The legislation also adds a dispute resolution process with arbitration taking place in Ontario—not the Netherlands, as Uber’s contract clause previously had it until July 2021.
“This is classic ‘snatching defeat from the jaws of victory,’” said Nicole Moore of Rideshare Drivers United in California when she learned of the news. “There are literally tens of thousands of us ready to wage the fight for real labor rights for all workers, including app-based workers.”
The legislation also touts pay transparency. But across two dozen US cities, Uber has decided that instead of paying its drivers based on the time and distance traveled with a passenger, the company will now deploy an algorithm to calculate the fare in a new feature known as “Upfront Fares.” An Uber spokesperson says the change will translate into less money going into drivers’ pocketbooks on longer trips and increased fares on shorter ones.
“There should be less guess work in gig work—that’s why we are testing new features to give drivers more control and choice, including showing how much they’ll make and where they will go on every trip request before they accept it,” said Uber spokesperson Harry Hartfield in a statement to The Real News. “While earnings are subject to seasonal demand patterns and the types of trips a driver chooses to take, we haven’t observed an earnings impact due to this pilot in cities that have had upfront fares for more than six months.”
But according to The Markup’s Dara Kerr, drivers in cities where the new feature has been piloted say Uber is taking a bigger bite out of their earnings.
“Before, you could guesstimate” how much you’d earn by approximating the distance and time, one driver told Karr in Columbus, Ohio.
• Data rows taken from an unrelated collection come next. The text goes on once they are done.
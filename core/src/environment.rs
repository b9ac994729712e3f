//! Injected dependencies that are not storage: time and code generation.

use chrono::{DateTime, Utc};
use uuid::Uuid;

/// Clock trait - abstracts time operations for testability
pub trait Clock: Send + Sync {
    /// Get the current time
    fn now(&self) -> DateTime<Utc>;
}

/// Wall clock.
#[derive(Clone, Copy, Debug, Default)]
pub struct SystemClock;

impl Clock for SystemClock {
    fn now(&self) -> DateTime<Utc> {
        Utc::now()
    }
}

/// Produces externally visible codes for new records.
///
/// Codes must be unique; the storage layer enforces it with unique indexes.
pub trait CodeGenerator: Send + Sync {
    /// Code for a new order.
    fn order_code(&self) -> String;

    /// Code for a new itinerary.
    fn itinerary_code(&self) -> String;
}

/// `ORD-` / `ITN-` followed by 12 upper-case hex characters of a v4 UUID.
#[derive(Clone, Copy, Debug, Default)]
pub struct UuidCodeGenerator;

impl UuidCodeGenerator {
    fn suffix() -> String {
        let mut hex = Uuid::new_v4().simple().to_string();
        hex.truncate(12);
        hex.to_uppercase()
    }
}

impl CodeGenerator for UuidCodeGenerator {
    fn order_code(&self) -> String {
        format!("ORD-{}", Self::suffix())
    }

    fn itinerary_code(&self) -> String {
        format!("ITN-{}", Self::suffix())
    }
}
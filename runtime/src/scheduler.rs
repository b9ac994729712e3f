//! Least-loaded consultant selection.
//!
//! Load is derived on demand as the number of `pending` orders per
//! consultant. The count is read without locks, so two concurrent placements
//! may both pick the same consultant; the resulting imbalance is bounded by
//! the number of concurrent placements and corrects itself on the next pick.

use tripdesk_core::assignment::pick_least_loaded;
use tripdesk_core::types::{CandidateFilter, Consultant, ConsultantId};
use tripdesk_core::{EngineError, OrderStore, Result, StoreTransaction};

use crate::engine::Engine;

/// Pick the least-loaded consultant admitted by `filter` inside `tx`.
///
/// Ties go to the lowest consultant id. The pick is share-locked and
/// re-checked; a candidate deactivated in the meantime is passed over.
///
/// # Errors
///
/// Returns [`EngineError::NoEligibleConsultant`] when no consultant passes
/// the filter, or a storage error.
pub(crate) async fn select_consultant<Tx: StoreTransaction>(
    tx: &mut Tx,
    filter: &CandidateFilter,
) -> Result<Consultant> {
    let mut loads = tx.consultant_loads(filter).await?;
    let candidates = loads.len();
    while let Some(chosen) = pick_least_loaded(&loads).cloned() {
        match tx.share_lock_consultant(chosen.consultant.id).await? {
            Some(locked) if filter.admits(&locked) => {
                tracing::debug!(
                    consultant = %locked.code,
                    pending_orders = chosen.pending_orders,
                    candidates,
                    "Selected least-loaded consultant"
                );
                return Ok(locked);
            }
            _ => {
                tracing::debug!(consultant = %chosen.consultant.code, "Candidate left the pool");
                loads.retain(|load| load.consultant.id != chosen.consultant.id);
            }
        }
    }
    Err(EngineError::NoEligibleConsultant)
}

/// Share-lock a consultant an order is about to be bound to.
///
/// Returns the committed row, or `None` when it no longer takes work.
pub(crate) async fn bind_consultant<Tx: StoreTransaction>(
    tx: &mut Tx,
    id: ConsultantId,
) -> Result<Option<Consultant>> {
    Ok(tx
        .share_lock_consultant(id)
        .await?
        .filter(Consultant::is_assignable))
}

impl<S: OrderStore> Engine<S> {
    /// Preview which consultant the next assignment would go to.
    ///
    /// # Errors
    ///
    /// Returns [`EngineError::NoEligibleConsultant`] when nobody qualifies.
    pub async fn assign_least_loaded(&self, excluding: Vec<ConsultantId>) -> Result<Consultant> {
        let filter = self.candidate_filter(excluding)?;
        self.transaction("assign_least_loaded", |mut tx| async move {
            let result = select_consultant(&mut tx, &filter).await;
            (tx, result)
        })
        .await
    }
}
But after the change, “there’s no rhyme or reason to it.”
Instacart, DoorDash, and Shipt have been experimenting with what are known as “black box algorithms” to chip away at their workers’ earnings with arbitrary and non-transparent changes to the opaque calculations by which these proprietary algorithms determine workers’ pay rates and performance ratings.
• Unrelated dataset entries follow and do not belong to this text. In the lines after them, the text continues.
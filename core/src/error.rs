//! Error taxonomy for the order engine.
//!
//! Every failure the engine reports is an [`EngineError`]. Callers branch on
//! [`EngineError::kind`] rather than on individual variants:
//!
//! - `NotFound` / `Conflict` / `Invalid` go back to the user as-is
//! - `Transient` rolled the transaction back and is safe to retry with the
//!   same idempotency key (order code or itinerary code)
//! - `Fatal` indicates a bug or a broken invariant and is surfaced as an
//!   opaque internal error

use chrono::NaiveDate;
use thiserror::Error;

use crate::types::OrderStatus;

/// Coarse classification of an [`EngineError`].
#[derive(Clone, Copy, Debug, PartialEq, Eq, Hash)]
pub enum ErrorKind {
    /// A referenced record does not exist
    NotFound,
    /// The request conflicts with current state
    Conflict,
    /// The request is malformed
    Invalid,
    /// Infrastructure hiccup, retryable
    Transient,
    /// Broken invariant or bug
    Fatal,
}

/// Errors returned by the storage layer.
#[derive(Error, Debug, Clone, PartialEq, Eq)]
pub enum StoreError {
    /// The backend could not be reached.
    #[error("Storage unavailable: {0}")]
    Unavailable(String),

    /// The backend did not answer in time.
    #[error("Storage timeout: {0}")]
    Timeout(String),

    /// A unique constraint was violated.
    #[error("Unique constraint violated: {constraint}")]
    UniqueViolation {
        /// Name of the violated constraint
        constraint: String,
    },

    /// A check or foreign-key constraint rejected the write.
    #[error("Constraint violated: {constraint}")]
    ConstraintViolation {
        /// Name of the violated constraint
        constraint: String,
    },

    /// A stored row could not be decoded.
    #[error("Corrupt row: {0}")]
    Corrupt(String),

    /// Any other backend failure. Not retried.
    #[error("Storage error: {0}")]
    Backend(String),
}

impl StoreError {
    /// Classification of the storage failure.
    #[must_use]
    pub const fn kind(&self) -> ErrorKind {
        match self {
            Self::Unavailable(_) | Self::Timeout(_) => ErrorKind::Transient,
            Self::UniqueViolation { .. }
            | Self::ConstraintViolation { .. }
            | Self::Corrupt(_)
            | Self::Backend(_) => ErrorKind::Fatal,
        }
    }
}

/// Result alias for storage operations.
pub type StoreResult<T> = std::result::Result<T, StoreError>;

/// Errors returned by the payment gateway collaborator.
#[derive(Error, Debug, Clone, PartialEq, Eq)]
pub enum GatewayError {
    /// The gateway did not answer in time.
    #[error("Gateway timeout")]
    Timeout,

    /// The gateway could not be reached or answered with a server error.
    #[error("Gateway unavailable: {0}")]
    Unavailable(String),

    /// The gateway refused the request.
    #[error("Gateway rejected request: {0}")]
    Rejected(String),
}

impl GatewayError {
    /// Classification of the gateway failure.
    #[must_use]
    pub const fn kind(&self) -> ErrorKind {
        match self {
            Self::Timeout | Self::Unavailable(_) => ErrorKind::Transient,
            Self::Rejected(_) => ErrorKind::Invalid,
        }
    }
}

/// Error from the notification dispatcher collaborator.
#[derive(Error, Debug, Clone, PartialEq, Eq)]
#[error("Notification delivery failed: {0}")]
pub struct NotifyError(pub String);

/// Every failure the engine reports.
#[derive(Error, Debug, Clone, PartialEq, Eq)]
pub enum EngineError {
    // ═══════════════════════════════════════════════════════════
    // Not found
    // ═══════════════════════════════════════════════════════════
    /// No live itinerary with that code.
    #[error("Itinerary not found: {code}")]
    ItineraryNotFound {
        /// Requested itinerary code
        code: String,
    },

    /// No customer with that code.
    #[error("Payer not found: {code}")]
    PayerNotFound {
        /// Requested customer code
        code: String,
    },

    /// No consultant with that code.
    #[error("Consultant not found: {code}")]
    ConsultantNotFound {
        /// Requested consultant code
        code: String,
    },

    /// No order with that code.
    #[error("Order not found: {code}")]
    OrderNotFound {
        /// Requested order code
        code: String,
    },

    /// The order has no payment row yet.
    #[error("Payment not found for order {order_code}")]
    PaymentNotFound {
        /// Order the payment was looked up for
        order_code: String,
    },

    // ═══════════════════════════════════════════════════════════
    // Conflict
    // ═══════════════════════════════════════════════════════════
    /// The caller is not the order's registered payer.
    #[error("Caller is not the payer of order {order_code}")]
    PayerMismatch {
        /// Order code
        order_code: String,
    },

    /// No active consultant is available for assignment.
    #[error("No eligible consultant available")]
    NoEligibleConsultant,

    /// The explicitly requested consultant cannot take assignments.
    #[error("Consultant {code} is not an active travel consultant")]
    ConsultantInactive {
        /// Consultant code
        code: String,
    },

    /// The order reached a terminal status.
    #[error("Order {code} is already {status}")]
    OrderClosed {
        /// Order code
        code: String,
        /// Terminal status
        status: OrderStatus,
    },

    /// The itinerary still has an order awaiting payment.
    #[error("Itinerary {code} has a pending order")]
    ItineraryHasPendingOrder {
        /// Itinerary code
        code: String,
    },

    /// The actor may not perform this operation.
    #[error("Not permitted: {reason}")]
    NotPermitted {
        /// Why
        reason: String,
    },

    // ═══════════════════════════════════════════════════════════
    // Invalid
    // ═══════════════════════════════════════════════════════════
    /// Amount is zero or negative where a positive amount is required.
    #[error("Invalid amount: {cents}")]
    InvalidAmount {
        /// Offending amount in minor units
        cents: i64,
    },

    /// Start date after end date.
    #[error("Invalid date range: {start} is after {end}")]
    InvalidDateRange {
        /// Start date
        start: NaiveDate,
        /// End date
        end: NaiveDate,
    },

    /// Malformed input that passed transport validation.
    #[error("Invalid input: {0}")]
    InvalidInput(String),

    // ═══════════════════════════════════════════════════════════
    // Infrastructure
    // ═══════════════════════════════════════════════════════════
    /// The transaction ran past its deadline and was rolled back.
    #[error("Transaction deadline of {deadline_ms}ms exceeded")]
    DeadlineExceeded {
        /// Configured deadline
        deadline_ms: u64,
    },

    /// Storage failure.
    #[error(transparent)]
    Store(#[from] StoreError),

    /// Payment gateway failure.
    #[error(transparent)]
    Gateway(#[from] GatewayError),

    /// Broken invariant.
    #[error("Internal error: {0}")]
    Internal(String),
}

impl EngineError {
    /// Classification used for propagation decisions.
    #[must_use]
    pub const fn kind(&self) -> ErrorKind {
        match self {
            Self::ItineraryNotFound { .. }
            | Self::PayerNotFound { .. }
            | Self::ConsultantNotFound { .. }
            | Self::OrderNotFound { .. }
            | Self::PaymentNotFound { .. } => ErrorKind::NotFound,

            Self::PayerMismatch { .. }
            | Self::NoEligibleConsultant
            | Self::ConsultantInactive { .. }
            | Self::OrderClosed { .. }
            | Self::ItineraryHasPendingOrder { .. }
            | Self::NotPermitted { .. } => ErrorKind::Conflict,

            Self::InvalidAmount { .. } | Self::InvalidDateRange { .. } | Self::InvalidInput(_) => {
                ErrorKind::Invalid
            }

            Self::DeadlineExceeded { .. } => ErrorKind::Transient,
            Self::Store(err) => err.kind(),
            Self::Gateway(err) => err.kind(),
            Self::Internal(_) => ErrorKind::Fatal,
        }
    }

    /// Only transient failures may be retried.
    #[must_use]
    pub const fn is_retryable(&self) -> bool {
        matches!(self.kind(), ErrorKind::Transient)
    }
}

/// Result alias for engine operations.
pub type Result<T> = std::result::Result<T, EngineError>;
“When you put fare calculation behind a black box algorithm, it’s possible to have the capacity to learn from drivers behavior and actually what is the lowest rate a driver will take for a ride,” said Amos Toh, a senior researcher at Human Rights Watch who studies artificial intelligence. Toh conceded that it was hard to prove Uber’s aim was lowering fares, chalking it up to the company’s “secrecy.”
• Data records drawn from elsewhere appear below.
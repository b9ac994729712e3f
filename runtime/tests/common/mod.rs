//! Shared fixtures for engine integration tests.

#![allow(dead_code, clippy::expect_used)]

use std::sync::Arc;
use std::time::Duration;

use tripdesk_core::types::{Actor, Consultant, Customer, Itinerary, Money, OrderStatus, Role};
use tripdesk_runtime::{Engine, EngineConfig, Environment, PlaceOrder, RetryPolicy};
use tripdesk_testing::{
    InMemoryOrderStore, MockPaymentGateway, RecordingNotifier, SequentialCodeGenerator,
    test_clock, test_time,
};

pub struct Harness {
    pub store: Arc<InMemoryOrderStore>,
    pub engine: Engine<InMemoryOrderStore>,
    pub gateway: MockPaymentGateway,
    pub notifier: RecordingNotifier,
}

pub fn fast_config() -> EngineConfig {
    EngineConfig::default()
        .with_transaction_deadline(Duration::from_secs(2))
        .with_cascade_retry(
            RetryPolicy::builder()
                .max_retries(2)
                .initial_delay(Duration::from_millis(1))
                .build(),
        )
}

impl Harness {
    pub fn new() -> Self {
        Self::with_config(fast_config())
    }

    pub fn with_config(config: EngineConfig) -> Self {
        let store = Arc::new(InMemoryOrderStore::new());
        let gateway = MockPaymentGateway::new();
        let notifier = RecordingNotifier::new();
        let env = Environment::new(Arc::new(gateway.clone()), Arc::new(notifier.clone()))
            .with_clock(Arc::new(test_clock()))
            .with_codes(Arc::new(SequentialCodeGenerator::new()));
        let engine = Engine::new(Arc::clone(&store), env, config);
        Self {
            store,
            engine,
            gateway,
            notifier,
        }
    }

    pub fn customer(&self, code: &str) -> Customer {
        self.store.add_customer(code).expect("seed customer")
    }

    pub fn consultant(&self, code: &str) -> Consultant {
        self.store.add_consultant(code).expect("seed consultant")
    }

    pub fn itinerary(&self, code: &str, owner: &Customer) -> Itinerary {
        self.store
            .add_itinerary(code, owner.id, test_time())
            .expect("seed itinerary")
    }

    /// Give a consultant `count` pending orders on fresh itineraries.
    pub fn load(&self, consultant: &Consultant, owner: &Customer, count: usize) {
        for n in 0..count {
            let itinerary = self.itinerary(&format!("LOAD-{}-{n}", consultant.code), owner);
            self.store
                .add_order(&itinerary, consultant.id, OrderStatus::Pending, test_time())
                .expect("seed order");
        }
    }

    pub async fn drain(&self) {
        self.engine.notifications().drain().await;
    }
}

pub fn admin() -> Actor {
    Actor::new("ADM-1", Role::Admin)
}

pub fn acting_as(customer: &Customer) -> Actor {
    Actor::new(customer.code.clone(), Role::Customer)
}

pub fn place(itinerary: &Itinerary, payer: &Customer, cents: i64) -> PlaceOrder {
    PlaceOrder {
        itinerary_code: itinerary.code.clone(),
        payer_code: payer.code.clone(),
        total_price: Money::from_cents(cents),
        consultant_code: None,
        order_type: Default::default(),
        itinerary_update: None,
    }
}
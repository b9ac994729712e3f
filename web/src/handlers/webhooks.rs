//! Payment gateway webhook.
//!
//! `POST /webhooks/payment` takes the gateway's JSON notification verbatim.
//! Its `signature_key` is checked against the server key first.
//! Every processed notification is acknowledged with 200, including ones
//! rejected for contradicting a terminal order, so the gateway stops
//! redelivering them.

use axum::{
    Json,
    extract::{State, rejection::JsonRejection},
};
use serde_json::Value;
use tripdesk_core::OrderStore;
use tripdesk_runtime::{GatewayNotification, ReconcileOutcome};

use crate::WebResult;
use crate::error::AppError;
use crate::extractors::CorrelationId;
use crate::state::AppState;

/// Reconcile a gateway notification.
///
/// # Errors
///
/// 415 without a JSON content type, 400/422 for unreadable or incomplete
/// bodies, 401 for a missing or wrong signature, 404 for unknown orders or payments, 503 on storage trouble (the
/// gateway retries).
pub async fn payment_notification<S: OrderStore + 'static>(
    State(state): State<AppState<S>>,
    correlation_id: CorrelationId,
    body: Result<Json<Value>, JsonRejection>,
) -> WebResult<Json<ReconcileOutcome>> {
    let Json(payload) = body.map_err(|rejection| {
        AppError::new(
            rejection.status(),
            rejection.body_text(),
            "INVALID_BODY".to_string(),
        )
    })?;

    state.webhooks.verify(&payload)?;
    let notification = GatewayNotification::from_payload(payload)?;
    tracing::info!(
        correlation_id = %correlation_id.0,
        order_code = %notification.order_code,
        "Payment notification received"
    );

    Ok(Json(state.engine.reconcile_webhook(notification).await?))
}
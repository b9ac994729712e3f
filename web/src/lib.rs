//! # Tripdesk Web
//!
//! Thin HTTP surface over the order engine.
//!
//! # Request Flow
//!
//! 1. **Correlation id** is attached by [`middleware::correlation_id_layer`]
//! 2. **Actor** is read from the `X-Actor-Code` / `X-Actor-Role` headers
//! 3. **One engine operation** runs with the extracted request
//! 4. **Errors** map to statuses by kind through [`AppError`]
//!
//! # Example
//!
//! ```ignore
//! use std::sync::Arc;
//! use tripdesk_web::{AppState, WebhookVerifier, build_router};
//!
//! let app = build_router(AppState::new(Arc::new(engine), WebhookVerifier::new("server-key")));
//! axum::serve(listener, app).await?;
//! ```

#![forbid(unsafe_code)]
#![warn(missing_docs, clippy::pedantic)]
#![allow(clippy::module_name_repetitions)]

pub mod config;
pub mod error;
pub mod extractors;
pub mod gateway;
pub mod handlers;
pub mod middleware;
pub mod routes;
pub mod signature;
pub mod state;

pub use config::Config;
pub use error::AppError;
pub use extractors::{ACTOR_CODE_HEADER, ACTOR_ROLE_HEADER, CorrelationId, CurrentActor};
pub use gateway::HttpPaymentGateway;
pub use middleware::{CORRELATION_ID_HEADER, correlation_id_layer};
pub use routes::build_router;
pub use signature::WebhookVerifier;
pub use state::AppState;

/// Result type alias for web handlers.
pub type WebResult<T> = Result<T, AppError>;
Considering these maneuvers in the US, the greater transparency championed in the new legislation in Ontario is little more than wishful thinking. Similarly, Uber’s toothless agreement with the United Food and Commercial Workers Canada to provide representation and some perks, including a dispute process, mirrors a stronger package of benefits in Washington State with Teamsters Local 117 that passed the House and Senate and awaits Governor Jay R. Inslee’s signature. The legislation fulfills a longstanding aim of rideshare companies: preempt local regulations and enshrine gig workers as independent contractors without the full rights that employees are guaranteed under labor law.
As Terri Gerstein, a workers rights lawyer at the Harvard Law School’s Labor and Worklife Program, argued in The American Prospect, the bill “would also exempt Uber and Lyft from many important laws that virtually every other employer in the state must follow by flat out enshrining the misclassification of these workers as independent contractors rather than employees. The Tacoma diner, the Seattle coffee shop, and the supermarket in Spokane all are legally required to provide a safe workplace, pay employees for all hours worked, and pay taxes to support the state’s unemployment compensation system.”
For Sharma, the goal is employee status. “Everything else will flow from there,” he said.
“When workers have an option—the option to work with the boss or the option to unite and take action against the boss, we always choose the one where we get to take action against the boss,” said Gig Workers United’s Scott.
“It doesn’t feel like a dark future for us,” Scott continued. “Just feels like one that we need to take a hold of.”